# New training field? Check.



## einspänner (Sep 8, 2012)

We got in to MA Thursday night, this time with no car troubles. : She's already settled in like we never left. Friday afternoon we did a little exploring and found this field just a 10 minute walk away 


Even better it's right by a creek so we can do some training and then cool her off. 


And then get back to this 


Today we went out the the nearest NAVHDA's training day and got to work her on a couple chukar. Lots to work on there, but overall I was happy with her performance. My handling is still the weak point. It's always interesting to me to see what breeds dominate in the different areas. Scout is still the lone wirehaired vizsla, but now she has a lot of griffs and spinoni to share the fields with instead of the GSPs which dominated in the SE. She got lots of love from the spin people who thought she looked like a smaller framed version of their pups.

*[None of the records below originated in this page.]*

//! Translation-block and JIT tuning knobs.
//!
//! All knobs live under the `RV32SIM_EXPERIMENTAL_*` environment prefix and
//! are parsed once per cache construction; numeric values are clamped to
//! their documented ranges.

use crate::config::{env_bool, env_u32};
use crate::tb::cache::TB_MAX_INSNS;

/// Default hotness threshold before a line is compiled.
pub const DEFAULT_HOT_THRESHOLD: u32 = 3;
/// Default upper bound on a compiled prefix.
pub const DEFAULT_MAX_BLOCK_INSNS: u32 = 8;
/// Default lower bound below which a prefix is rejected.
pub const DEFAULT_MIN_PREFIX_INSNS: u32 = 4;
/// Default cap on chained retires per dispatch.
pub const DEFAULT_CHAIN_MAX_INSNS: u32 = 64;
/// Hard cap on the chain limit knob.
pub const MAX_CHAIN_LIMIT: u32 = 4096;
/// Default code-pool capacity in MiB.
pub const DEFAULT_POOL_MB: u32 = 4;
/// Hard cap on the code-pool knob.
pub const MAX_POOL_MB: u32 = 1024;
/// Default async compile queue depth.
pub const DEFAULT_ASYNC_QUEUE: u32 = 1024;
/// Hard cap on the async queue knob.
pub const MAX_ASYNC_QUEUE: u32 = 16384;
/// Default async worker count.
pub const DEFAULT_ASYNC_WORKERS: u32 = 2;
/// Hard cap on the async worker knob.
pub const MAX_ASYNC_WORKERS: u32 = 8;
/// Default async busy-percent backpressure threshold.
pub const DEFAULT_ASYNC_BUSY_PCT: u32 = 75;
/// Default hotness discount applied when compiling asynchronously.
pub const DEFAULT_ASYNC_HOT_DISCOUNT: u32 = 1;
/// Default hotness bonus applied when compiling asynchronously.
pub const DEFAULT_ASYNC_HOT_BONUS: u32 = 0;
/// Foreground drain interval in dispatch attempts.
pub const ASYNC_DRAIN_INTERVAL: u8 = 8;

/// Parsed tuning knobs for one TB cache.
#[derive(Clone, Copy, Debug)]
pub struct TbTuning {
    /// Hits before a line is compiled.
    pub hot_threshold: u8,
    /// Upper bound on the compiled prefix.
    pub max_block_insns: u8,
    /// Prefixes shorter than this are rejected.
    pub min_prefix_insns: u8,
    /// Cap on chained retires per dispatch.
    pub chain_max_insns: u32,
    /// Compile TB lines off the execution thread.
    pub async_enabled: bool,
    /// Force synchronous compilation even when the pool is running.
    pub async_foreground_sync: bool,
    /// Speculatively queue static successors of hot blocks.
    pub async_prefetch: bool,
    /// Allow helper-calling blocks to be compiled asynchronously.
    pub async_allow_helpers: bool,
    /// Re-decode helper operands from guest memory at execution time.
    pub async_redecode_helpers: bool,
    /// Allow structure-keyed recycling of async results.
    pub async_recycle: bool,
    /// Apply exact-prefix template hits when queueing instead of compiling.
    pub template_fast_apply: bool,
    /// Queued dispatch attempts before reverting to foreground compile.
    pub sync_fallback_spins: u8,
    /// Queue-depth percentage treated as "busy" for backpressure.
    pub async_busy_pct: u8,
    /// Hotness-threshold discount for async compilation.
    pub async_hot_discount: u8,
    /// Hotness-threshold bonus for async compilation.
    pub async_hot_bonus: u8,
}

impl TbTuning {
    /// Parses the knob surface from the environment.
    #[must_use]
    pub fn from_env() -> Self {
        Self {
            hot_threshold: env_u32("EXPERIMENTAL_JIT_HOT", DEFAULT_HOT_THRESHOLD, 1, 255) as u8,
            max_block_insns: env_u32(
                "EXPERIMENTAL_JIT_MAX_BLOCK_INSNS",
                DEFAULT_MAX_BLOCK_INSNS,
                1,
                TB_MAX_INSNS as u32,
            ) as u8,
            min_prefix_insns: env_u32(
                "EXPERIMENTAL_JIT_MIN_PREFIX_INSNS",
                DEFAULT_MIN_PREFIX_INSNS,
                1,
                TB_MAX_INSNS as u32,
            ) as u8,
            chain_max_insns: env_u32(
                "EXPERIMENTAL_JIT_CHAIN_MAX_INSNS",
                DEFAULT_CHAIN_MAX_INSNS,
                1,
                MAX_CHAIN_LIMIT,
            ),
            async_enabled: env_bool("EXPERIMENTAL_JIT_ASYNC", false),
            async_foreground_sync: env_bool("EXPERIMENTAL_JIT_ASYNC_FOREGROUND_SYNC", true),
            async_prefetch: env_bool("EXPERIMENTAL_JIT_ASYNC_PREFETCH", false),
            async_allow_helpers: env_bool("EXPERIMENTAL_JIT_ASYNC_ALLOW_HELPERS", true),
            async_redecode_helpers: env_bool("EXPERIMENTAL_JIT_ASYNC_REDECODE_HELPERS", false),
            async_recycle: env_bool("EXPERIMENTAL_JIT_ASYNC_RECYCLE", false),
            template_fast_apply: env_bool("EXPERIMENTAL_JIT_TEMPLATE_FAST_APPLY", false),
            sync_fallback_spins: env_u32("EXPERIMENTAL_JIT_ASYNC_SYNC_FALLBACK_SPINS", 8, 0, 255)
                as u8,
            async_busy_pct: env_u32(
                "EXPERIMENTAL_JIT_ASYNC_BUSY_PCT",
                DEFAULT_ASYNC_BUSY_PCT,
                10,
                100,
            ) as u8,
            async_hot_discount: env_u32(
                "EXPERIMENTAL_JIT_ASYNC_HOT_DISCOUNT",
                DEFAULT_ASYNC_HOT_DISCOUNT,
                0,
                254,
            ) as u8,
            async_hot_bonus: env_u32(
                "EXPERIMENTAL_JIT_ASYNC_HOT_BONUS",
                DEFAULT_ASYNC_HOT_BONUS,
                0,
                255,
            ) as u8,
        }
    }
}

impl Default for TbTuning {
    /// The built-in defaults, independent of the environment. Used by tests
    /// that must not observe ambient knob settings.
    fn default() -> Self {
        Self {
            hot_threshold: DEFAULT_HOT_THRESHOLD as u8,
            max_block_insns: DEFAULT_MAX_BLOCK_INSNS as u8,
            min_prefix_insns: DEFAULT_MIN_PREFIX_INSNS as u8,
            chain_max_insns: DEFAULT_CHAIN_MAX_INSNS,
            async_enabled: false,
            async_foreground_sync: true,
            async_prefetch: false,
            async_allow_helpers: true,
            async_redecode_helpers: false,
            async_recycle: false,
            template_fast_apply: false,
            sync_fallback_spins: 8,
            async_busy_pct: DEFAULT_ASYNC_BUSY_PCT as u8,
            async_hot_discount: DEFAULT_ASYNC_HOT_DISCOUNT as u8,
            async_hot_bonus: DEFAULT_ASYNC_HOT_BONUS as u8,
        }
    }
}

All in all a good couple of days.


----------



## Bob Engelhardt (Feb 14, 2012)

Beautiful spot! Welcome to MA.

Do you know about ticks? Tall weeds are a good place to pick them up. Their early season* is about over, but they're still around in lesser numbers. Be sure Scout is protected, or be especially vigilant in checking her, AND yourself!

Bob

* - in our area, mid April to mid June and mid Sept to mid Nov are peak tick seasons. It may vary where you are.


----------



## texasred (Jan 29, 2012)

Looks like a great place to train, and no more being surprised by gators.


----------



## R E McCraith (Nov 24, 2011)

Ein - great PICS - your pup is so UGLY - may have 2 get 1 - 2 make me look GOOD !!!!!!!! - why I like V's - smooth or wired - after a day in a new field - THEY OWN IT !!!! - now or 3yrs from now !!!!!!! - we do not adjust as quick as are V's - a trip out west or 2 the UP - PIKE KNOWS the field - must V scent retention - no proof - no charts - just a fact of life - beside the command HUNT EM UP - PIKE hunts the field like he was there yesterday - V safe - have FUN - welcome 2 your new world !!!!!! REM !


----------



## MCD (May 4, 2013)

Yeah Scout looks like she has always been there!


----------



## einspänner (Sep 8, 2012)

Bob said:


> Beautiful spot! Welcome to MA.
> 
> Do you know about ticks?


Thanks for the welcome! I've met ticks before, but now we are well acquainted.  Good to know about the seasons. Do you use permethrin on your clothes or do you just to do thorough checks? I'm still debating the different options for Scout.


----------



## Bob Engelhardt (Feb 14, 2012)

einspänner said:


> ... ticks ... Do you use permethrin on your clothes or do you just to do thorough checks? ...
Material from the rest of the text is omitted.